There are many quality measures that evaluate the appropriateness of care or “high-value versus low-value care.” There are programs that are designed to improve high-value care within healthcare systems. Targeted quality “appropriateness” measures can help narrow in on eliminating low-value care. Many of these programs encompass tools for clinicians and open access educational resources to assist with the implementation of programs for health systems. Patient guides are equally as important. These tools empower patients to be their own advocate and take proactive evidenced-based steps to inform decisions with their care team.

High-Value Care Programs and Resources

Name Quality Measures Incentive Payments Specialist Input Clinical Practice Guidelines and Recommendations Education Modules/Curriculum Implementation Resources for Clinicians Patient Shared Decision Making Materials
American College of Physicians High Value Care Initiative X X X X
Choosing Wisely Program X X X X X X
CMS Value-based Care Programs X X X
Global Appropriateness Measures X X
USPSTF “D” Recommendations X X X X

CMS has developed a variety of value-based care programs targeted at improving high-value care. These include Alternative Payment Models (APMs), Merit Based Incentive Payment System (MIPS), End-Stage Renal Disease Quality Incentive Program, and more. One of the newest APMs, Accountable Care Organization Realizing Equity, Access, and Community Health (ACO REACH) Model promotes savings for entities and their preferred providers. In addition to the programs’ required quality measures, implementing appropriateness measures can help lower costs for the program and improve health outcomes for their beneficiaries. This can be used to increase savings and, as a result, the incentive payments to participating providers for more targeted quality care.

Using Data to Evaluate Appropriate Use of Healthcare Using Choosing Wisely Measures

Healthcare systems can have an impact on implementation and quality of care. We analyzed data from different communities within the state of New York, a region we selected for its drastic rural vs. urban populations and high patient volume, and observed variation by geographic region. For example, using Medicare FFS claims data, historically, we can see that healthcare providers near New York City have a much lower rate of unnecessary prostate-specific antigen (PSA) blood tests to screen men for prostate cancer, a key measure identified under the Choosing Wisely, an initiative to help physicians and their patients make more informed medical decisions using evidence-based clinical information.20

These data show the presence of unnecessary PSA tests across different regions within New York state, and the percent change in spending towards PSA tests year-over-year.
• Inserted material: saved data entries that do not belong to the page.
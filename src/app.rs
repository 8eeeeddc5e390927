//! Wedding Site App
//!
//! Root component: owns the routing signal and the site store, and switches
//! pages on navigation and browser history events.

use leptos::ev;
use leptos::prelude::*;
use reactive_stores::Store;

use crate::context::{AppContext, Page};
use crate::pages::{DetailsPage, FaqsPage, HomePage, NotFoundPage, RegistryPage, VisitingPage};
use crate::store::SiteState;

fn initial_page() -> Page {
    window()
        .location()
        .pathname()
        .map(|path| Page::from_path(&path))
        .unwrap_or(Page::Home)
}

#[component]
pub fn App() -> impl IntoView {
    let (current_page, set_current_page) = signal(initial_page());

    // Provide context to all children
    let ctx = AppContext::new((current_page, set_current_page));
    provide_context(ctx);
    provide_context(Store::new(SiteState::new()));

    // Back / forward buttons
    let _ = window_event_listener(ev::popstate, move |_| ctx.sync_with_location());

    Effect::new(move |_| {
        let page = current_page.get();
        web_sys::console::log_1(&format!("[APP] Page: {}", page.path()).into());
    });

    view! {
        <main class="site">
            {move || match current_page.get() {
                Page::Home => view! { <HomePage /> }.into_any(),
                Page::Details => view! { <DetailsPage /> }.into_any(),
                Page::VisitingNashville => view! { <VisitingPage /> }.into_any(),
                Page::Registry => view! { <RegistryPage /> }.into_any(),
                Page::Faqs => view! { <FaqsPage /> }.into_any(),
                Page::NotFound => view! { <NotFoundPage /> }.into_any(),
            }}
        </main>
    }
}
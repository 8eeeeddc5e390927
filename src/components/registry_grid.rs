//! Registry Grid Component
//!
//! Loads the registry list from the backend on mount (keeping the built-in
//! table if that fails) and renders one card per item, special funds first.

use leptos::prelude::*;
use leptos::task::spawn_local;

use super::{GiftFormView, Modal};
use crate::commands;
use crate::content::REGISTRY_PLACEHOLDER;
use crate::models::RegistryItem;
use crate::registry::{find_item, is_fully_gifted, price_label, progress_label, progress_percent, remaining, sort_registry_items};
use crate::store::{store_record_gift, store_set_registry_items, use_site_store, SiteStateStoreFields};

#[component]
pub fn RegistryGrid() -> impl IntoView {
    let store = use_site_store();

    // Load on mount
    Effect::new(move |_| {
        spawn_local(async move {
            match commands::list_registry_items().await {
                Ok(items) if !items.is_empty() => store_set_registry_items(&store, items),
                Ok(_) => {
                    web_sys::console::log_1(&"[REGISTRY] Backend list empty, keeping built-in items".into());
                }
                Err(e) => {
                    web_sys::console::error_1(&format!("[REGISTRY] Using built-in items: {}", e).into());
                }
            }
        });
    });

    let sorted = Memo::new(move |_| sort_registry_items(&store.registry_items().get()));

    view! {
        <div class="registry-grid">
            <For
                each=move || sorted.get()
                key=|item| item.id.clone()
                children=move |item| view! { <RegistryItemCard item=item /> }
            />
        </div>
    }
}

/// Renders the store's current copy of the item, so a reloaded list updates
/// every field. `item` is only used until the id is found.
#[component]
fn RegistryItemCard(item: RegistryItem) -> impl IntoView {
    let store = use_site_store();
    let (opened, set_opened) = signal(false);

    let item_id = StoredValue::new(item.id.clone());
    let current = Memo::new(move |_| {
        item_id
            .with_value(|id| find_item(&store.registry_items().read(), id))
            .unwrap_or_else(|| item.clone())
    });

    let fully_gifted = Memo::new(move |_| is_fully_gifted(&current.get()));
    let remaining_count = Signal::derive(move || remaining(&current.get()));
    let special = Memo::new(move |_| current.with(|item| item.is_special_fund));

    let on_gift = Callback::new(move |quantity: u32| {
        store_record_gift(&store, &item_id.get_value(), quantity);
    });
    let close = Callback::new(move |_| set_opened.set(false));

    let modal_title = Signal::derive(move || {
        let title = if special.get() { "I Contributed to This!" } else { "I Purchased This!" };
        title.to_string()
    });

    view! {
        <div class="registry-card" class:fully-gifted=move || fully_gifted.get()>
            <div class="registry-card-image-section">
                <img
                    src=move || current.with(|item| item.image.clone())
                    alt=move || current.with(|item| item.alt.clone())
                    on:error=|ev| {
                        let img: web_sys::HtmlImageElement = event_target(&ev);
                        img.set_src(REGISTRY_PLACEHOLDER);
                    }
                />
                <span class="registry-price-badge">{move || price_label(current.with(|item| item.price))}</span>
                <Show when=move || fully_gifted.get()>
                    <div class="registry-thank-you">
                        <span class="registry-heart">"♥"</span>
                        <span>"Thank You!"</span>
                    </div>
                </Show>
            </div>

            <div class="registry-card-content">
                <p class="registry-card-title">{move || current.with(|item| item.label.clone())}</p>
                <p class="registry-card-description">{move || current.with(|item| item.description.clone())}</p>

                {move || {
                    let now = current.get();
                    progress_label(&now).map(|text| {
                        let percent = progress_percent(&now).unwrap_or(0);
                        view! {
                            <div class="registry-progress">
                                <div class="registry-progress-header">
                                    <span>{text}</span>
                                    <span>{format!("{}%", percent)}</span>
                                </div>
                                <progress max="100" value=percent.min(100).to_string()></progress>
                            </div>
                        }
                    })
                }}

                <div class="registry-card-actions">
                    <a
                        class="link-btn"
                        href=move || current.with(|item| item.purchase_link.clone())
                        target="_blank"
                        rel="noopener noreferrer"
                    >
                        {move || if special.get() { "Contribute" } else { "Purchase" }}
                    </a>
                    <button
                        class="link-btn"
                        disabled=move || fully_gifted.get()
                        on:click=move |_| set_opened.set(true)
                    >
                        {move || if special.get() { "I Contributed" } else { "I Purchased" }}
                    </button>
                </div>
            </div>

            <Modal opened=opened title=modal_title on_close=close>
                <GiftFormView
                    item=current.get_untracked()
                    remaining=remaining_count
                    on_gift=on_gift
                    on_close=close
                />
            </Modal>
        </div>
    }
}
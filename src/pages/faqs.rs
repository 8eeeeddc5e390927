use leptos::prelude::*;

use crate::components::{FaqAccordion, Menu, TopNav};
use crate::context::Page;

#[component]
pub fn FaqsPage() -> impl IntoView {
    view! {
        <div class="page faqs-page">
            <TopNav current=Page::Faqs />
            <header class="page-header">
                <h1>"Frequently Asked Questions"</h1>
                <p class="page-subtitle">"Have a question? We might have already answered it below!"</p>
            </header>

            <FaqAccordion />

            <Menu current=Page::Faqs />
        </div>
    }
}
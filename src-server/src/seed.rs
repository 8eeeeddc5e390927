//! Sample guests and registry items for local development.

use tracing::info;

use crate::domain::{DomainResult, Guest, RegistryItem};
use crate::repository::{GuestRepository, RegistryRepository};

pub fn sample_guests() -> Vec<Guest> {
    let mut john = Guest::new(1, "John", "Doe");
    john.email = "john@example.com".to_string();
    john.phone = "(123) 456-7890".to_string();

    let mut jane = Guest::new(2, "Jane", "Smith");
    jane.email = "jane@example.com".to_string();
    jane.phone = "(098) 765-4321".to_string();

    vec![john, jane]
}

#[allow(clippy::too_many_arguments)]
fn item(
    id: &str,
    label: &str,
    description: &str,
    price: f64,
    image: &str,
    alt: &str,
    requested_quantity: Option<u32>,
    received_quantity: u32,
    purchase_link: &str,
) -> RegistryItem {
    RegistryItem {
        id: id.to_string(),
        label: label.to_string(),
        description: description.to_string(),
        price,
        image: image.to_string(),
        alt: alt.to_string(),
        requested_quantity,
        received_quantity,
        purchase_link: purchase_link.to_string(),
        is_special_fund: false,
    }
}

pub fn sample_registry_items() -> Vec<RegistryItem> {
    vec![
        RegistryItem {
            is_special_fund: true,
            ..item(
                "family-recipes",
                "Family Recipes",
                "Share your favorite family recipes with us! We'd love to cook your cherished dishes in our new home together.",
                0.0,
                "https://picsum.photos/seed/recipes/800/600",
                "Handwritten recipe cards",
                None,
                0,
                "",
            )
        },
        item(
            "kitchenaid-mixer",
            "KitchenAid Stand Mixer",
            "A classic kitchen essential for baking together. We would love the Artisan series in any neutral color!",
            350.0,
            "https://picsum.photos/seed/mixer/800/600",
            "KitchenAid Stand Mixer",
            Some(1),
            0,
            "https://www.williams-sonoma.com",
        ),
        item(
            "le-creuset",
            "Le Creuset Dutch Oven",
            "Perfect for cozy soups and stews. The 5.5 quart size in any color would be wonderful.",
            400.0,
            "https://picsum.photos/seed/dutchoven/800/600",
            "Le Creuset Dutch Oven",
            Some(1),
            0,
            "https://www.lecreuset.com",
        ),
        item(
            "towel-set",
            "Luxury Bath Towel Set",
            "Soft, plush towels for our new home. We prefer white or neutral tones.",
            120.0,
            "https://picsum.photos/seed/towels/800/600",
            "Luxury bath towels",
            Some(2),
            1,
            "https://www.parachutehome.com",
        ),
        item(
            "dyson-vacuum",
            "Dyson Vacuum",
            "A powerful cordless vacuum to keep our home spotless. The V15 would be amazing!",
            650.0,
            "https://picsum.photos/seed/vacuum/800/600",
            "Dyson cordless vacuum",
            Some(1),
            0,
            "https://www.dyson.com",
        ),
        item(
            "dinner-plates",
            "Dinner Plate Set",
            "Beautiful everyday dinnerware for hosting friends and family. Service for 8 preferred.",
            200.0,
            "https://picsum.photos/seed/plates/800/600",
            "Ceramic dinner plates",
            Some(1),
            0,
            "https://www.crateandbarrel.com",
        ),
    ]
}

/// Write the sample data, overwriting stored rows with the same ids.
pub async fn seed_sample_data(
    guests: &dyn GuestRepository,
    registry: &dyn RegistryRepository,
) -> DomainResult<()> {
    info!("Seeding database with sample data...");

    for guest in sample_guests() {
        guests.save(&guest).await?;
        info!(guest = %guest.full_name(), "Added guest");
    }

    for item in sample_registry_items() {
        registry.save(&item).await?;
        info!(item = %item.label, "Added registry item");
    }

    info!("Seed data populated successfully");
    Ok(())
}

/// Seed only into an empty database, so restarts keep recorded gifts.
pub async fn seed_if_empty(
    guests: &dyn GuestRepository,
    registry: &dyn RegistryRepository,
) -> DomainResult<bool> {
    if !guests.list().await?.is_empty() || !registry.list().await?.is_empty() {
        return Ok(false);
    }
    seed_sample_data(guests, registry).await?;
    Ok(true)
}
//! Domain Layer - Core Entity Trait
//!
//! This trait defines the basic contract for all domain entities.
//! All entities must have a unique ID and be thread-safe.

/// Core trait for all domain entities
pub trait Entity: Sized + Send + Sync + Clone {
    /// The type of the entity's unique identifier
    type Id: Clone + Eq + std::hash::Hash + Send + Sync;

    /// Returns the entity's unique identifier
    fn id(&self) -> Self::Id;
}

/// Common result type for domain operations
pub type DomainResult<T> = Result<T, DomainError>;

/// Domain-level errors
#[derive(Debug, Clone, PartialEq, Eq, thiserror::Error)]
pub enum DomainError {
    #[error("Not found: {0}")]
    NotFound(String),
    #[error("Invalid input: {0}")]
    InvalidInput(String),
    #[error("Conflict: {0}")]
    Conflict(String),
    #[error("Internal error: {0}")]
    Internal(String),
}

#[cfg(test)]
mod tests {
    use super::*;

    #[test]
    fn test_display_prefixes() {
        assert_eq!(DomainError::NotFound("guest 7".into()).to_string(), "Not found: guest 7");
        assert_eq!(
            DomainError::Internal("disk full".into()).to_string(),
            "Internal error: disk full"
        );
    }
}
//! Maps service errors onto HTTP responses.

use axum::http::StatusCode;
use axum::response::{IntoResponse, Response};
use axum::Json;
use tracing::error;

use super::ApiResponse;
use crate::domain::{DomainError, GiftValidationError};
use crate::service::ServiceError;

pub const INTERNAL_ERROR_MESSAGE: &str = "An error occurred. Please try again later.";

/// Error half of every JSON handler
#[derive(Debug)]
pub enum ApiError {
    MethodNotAllowed,
    InvalidJson,
    Service(ServiceError),
}

impl From<ServiceError> for ApiError {
    fn from(e: ServiceError) -> Self {
        ApiError::Service(e)
    }
}

impl ApiError {
    pub fn status(&self) -> StatusCode {
        match self {
            ApiError::MethodNotAllowed => StatusCode::METHOD_NOT_ALLOWED,
            ApiError::InvalidJson => StatusCode::BAD_REQUEST,
            ApiError::Service(e) => match e {
                ServiceError::InvalidRequest(_) => StatusCode::BAD_REQUEST,
                ServiceError::GuestNotFound { .. } => StatusCode::NOT_FOUND,
                ServiceError::Gift(GiftValidationError::NotFound { .. }) => StatusCode::NOT_FOUND,
                ServiceError::Gift(_) => StatusCode::BAD_REQUEST,
                ServiceError::Domain(DomainError::NotFound(_)) => StatusCode::NOT_FOUND,
                ServiceError::Domain(DomainError::InvalidInput(_)) => StatusCode::BAD_REQUEST,
                ServiceError::Domain(DomainError::Conflict(_)) => StatusCode::CONFLICT,
                ServiceError::Domain(DomainError::Internal(_)) => StatusCode::INTERNAL_SERVER_ERROR,
            },
        }
    }

    /// Text shown to the guest; storage details stay in the logs.
    pub fn message(&self) -> String {
        match self {
            ApiError::MethodNotAllowed => "Method not allowed".to_string(),
            ApiError::InvalidJson => "Invalid JSON syntax".to_string(),
            ApiError::Service(ServiceError::Domain(_)) => INTERNAL_ERROR_MESSAGE.to_string(),
            ApiError::Service(e) => e.to_string(),
        }
    }
}

impl IntoResponse for ApiError {
    fn into_response(self) -> Response {
        let status = self.status();
        if status.is_server_error() {
            error!(error = ?self, "Request failed");
        }
        (status, Json(ApiResponse::failure(self.message()))).into_response()
    }
}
For example, in rural New York, unnecessary PSA spending incrementally increased in rural New York, particularly during 2015 through 2017, while PSA costs trended downward in urban areas like New York City, Newark, and Jersey City.

High-Value Care Programs and Resources

This not only impacts the healthcare system, but can create a financial burden to the patient. The average cost of a PSA test is $40. Additional fees can include up to $350 for consultation and up to $200 for professional fees. While Medicare Part B covers 100% of the test, if a male patient is over 50, 20% of additional costs are left with the patient.21 If a patient does not meet the criteria and is tested inappropriately, they can be stuck with a large bill. However, most often, a PSA test is not needed.

Up to 25% of men with a high PSA have prostate cancer. Most of these cancers do not cause harm to the patient. For example, in older men it is common to have slow-growing cancer cells on their prostate gland. Furthermore, a high PSA is more likely due to: an enlarged prostate gland, a prostate infection, recent sexual activity, a recent, long bike ride, (etc.).22 Testing patients when not clinically necessary is harmful and can cause avoidable distress, especially for patients near the end of life.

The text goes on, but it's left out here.